10. Comments from CES Conference

Vitaliy Katsenelson, CFA on the Global Tech Showdown.

Korean companies are really dominating screen technology. LG and several other Korean companies showed off transparent, glass-like LCD screens at CES. Imagine sitting in your self-driving car, and your windows are both regular see-through glass and LCD screens at the same time. Our lives are slowly becoming what we used to see in sci-fi movies, and these screens are definitely a leap in that direction. 

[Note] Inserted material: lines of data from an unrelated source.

//! Test environments: namespaces, schemas and source documents

use std::collections::BTreeMap;
use std::fmt;
use std::path::PathBuf;

use roxmltree::Node;
use tracing::debug;
use xml_engine_traits::XmlDocument;

use crate::error::ConfigError;
use crate::xml::{self, SourceFile};

/// Name given to environments declared without one
pub const ANONYMOUS: &str = "anonymous";

/// Role of the source that supplies the context document
pub const CONTEXT_ROLE: &str = ".";

/// A schema reference. Recorded but never used for validation.
#[derive(Debug, Clone)]
pub struct Schema {
    pub uri: Option<String>,
    pub file: Option<PathBuf>,
    pub description: String,
}

/// A source document declared by an environment
#[derive(Debug, Clone)]
pub struct Source {
    pub role: Option<String>,
    pub uri: Option<String>,
    pub file: PathBuf,
    pub description: String,
    /// The parsed document, or `None` if it could not be read or parsed
    pub document: Option<XmlDocument>,
}

/// A named bundle of namespace bindings, a context document and variable
/// sources shared by test cases
#[derive(Debug, Clone)]
pub struct Environment {
    pub name: String,
    /// Prefix to namespace URI
    pub namespaces: BTreeMap<String, String>,
    pub schema: Option<Schema>,
    /// Source with role `.`
    pub context_source: Option<Source>,
    /// Variable role (such as `$input`) to source
    pub variable_sources: BTreeMap<String, Source>,
}

impl Default for Environment {
    fn default() -> Self {
        Self {
            name: ANONYMOUS.to_string(),
            namespaces: BTreeMap::new(),
            schema: None,
            context_source: None,
            variable_sources: BTreeMap::new(),
        }
    }
}

impl Environment {
    pub(crate) fn from_element(element: Node<'_, '_>, file: &SourceFile) -> Result<Self, ConfigError> {
        let mut environment = Environment {
            name: element.attribute("name").unwrap_or(ANONYMOUS).to_string(),
            ..Environment::default()
        };

        for namespace in xml::children(element, "namespace") {
            let prefix = xml::required_attribute(namespace, "prefix", file)?;
            let uri = xml::required_attribute(namespace, "uri", file)?;
            environment.namespaces.insert(prefix.to_string(), uri.to_string());
        }

        for schema in xml::children(element, "schema") {
            if environment.schema.is_some() {
                return Err(ConfigError::MultipleSchemas {
                    environment: environment.name,
                });
            }
            environment.schema = Some(Schema::from_element(schema, file));
        }

        for source in xml::children(element, "source") {
            let source = Source::from_element(source, file)?;
            match source.role.as_deref() {
                Some(CONTEXT_ROLE) => environment.context_source = Some(source),
                Some(role) => {
                    environment.variable_sources.insert(role.to_string(), source);
                }
                None => debug!(file = %source.file.display(), "ignoring source without a role"),
            }
        }

        Ok(environment)
    }

    /// The context document, if the environment declares one that loaded
    pub fn context_document(&self) -> Option<&XmlDocument> {
        self.context_source.as_ref().and_then(|source| source.document.as_ref())
    }
}

impl fmt::Display for Environment {
    fn fmt(&self, f: &mut fmt::Formatter<'_>) -> fmt::Result {
        write!(f, "environment {}", self.name)?;
        if let Some(source) = &self.context_source {
            write!(f, " (context {})", source.file.display())?;
        }
        for (role, source) in &self.variable_sources {
            write!(f, " ({} = {})", role, source.file.display())?;
        }
        Ok(())
    }
}

impl Schema {
    fn from_element(element: Node<'_, '_>, file: &SourceFile) -> Self {
        Schema {
            uri: element.attribute("uri").map(str::to_string),
            file: element.attribute("file").map(|f| file.resolve(f)),
            description: description(element),
        }
    }
}

impl Source {
    fn from_element(element: Node<'_, '_>, file: &SourceFile) -> Result<Self, ConfigError> {
        let path = file.resolve(xml::required_attribute(element, "file", file)?);
        let document = match XmlDocument::parse_file(&path) {
            Ok(document) => Some(document),
            Err(e) => {
                debug!(file = %path.display(), error = %e, "source document not available");
                None
            }
        };

        Ok(Source {
            role: element.attribute("role").map(str::to_string),
            uri: element.attribute("uri").map(str::to_string),
            file: path,
            description: description(element),
            document,
        })
    }
}

fn description(element: Node<'_, '_>) -> String {
    xml::child(element, "description")
        .and_then(xml::text)
        .unwrap_or_default()
}
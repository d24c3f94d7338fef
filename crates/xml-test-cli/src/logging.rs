//! Log output for the command line tools

use tracing::level_filters::LevelFilter;
use tracing_subscriber::EnvFilter;

/// Install a stderr subscriber showing events up to `level`.
///
/// `RUST_LOG`, when set, takes precedence over `level`. Installing twice
/// is a no-op.
pub fn init_logging(level: LevelFilter) {
    let filter = EnvFilter::try_from_default_env()
        .unwrap_or_else(|_| EnvFilter::default().add_directive(level.into()));

    let _ = tracing_subscriber::fmt()
        .with_env_filter(filter)
        .with_writer(std::io::stderr)
        .with_target(false)
        .without_time()
        .try_init();
}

CES is a truly global show, with technology on display that spans every aspect of our future. There were a lot of companies from Asia (especially China). In certain pavilions focused on consumer or business hardware, China completely dominated the exhibits. There were quite a few large American companies and many American startups, mostly focused on software (though all their hardware was manufactured in Asia). America still dominates in software.

A few, mainly Chinese, companies were showcasing their humanoid robots. One robot was slowly but accurately moving and stacking boxes in a defined area. Others were roaming more freely and were good at avoiding objects. At this point, these robots have the IQ of a smart dog, an average cat (now cat lovers will love me), or Siri. I bet in a few years this will have changed.

I was only mildly surprised by how few European companies were at the show.It’s a very broad generalization, but Europe seems to be running on fumes of past glory.Western Europe has become a pro at regulation and mastered the redistribution of wealth (activities that don’t help innovation or economic growth), and not much else.Yes, there are exceptions, but that’s the point – they are exceptions.If Europe doesn’t change course, eventually it will run out of fumes.

The beauty of learning is that you don’t always know everything you’ve learned at the moment of learning. Often, you’re just depositing data points that will crystallize into insights at a much later date.I don’t know if CES will become an every-year tradition or something I do sporadically, but it’s definitely fertile ground for learning.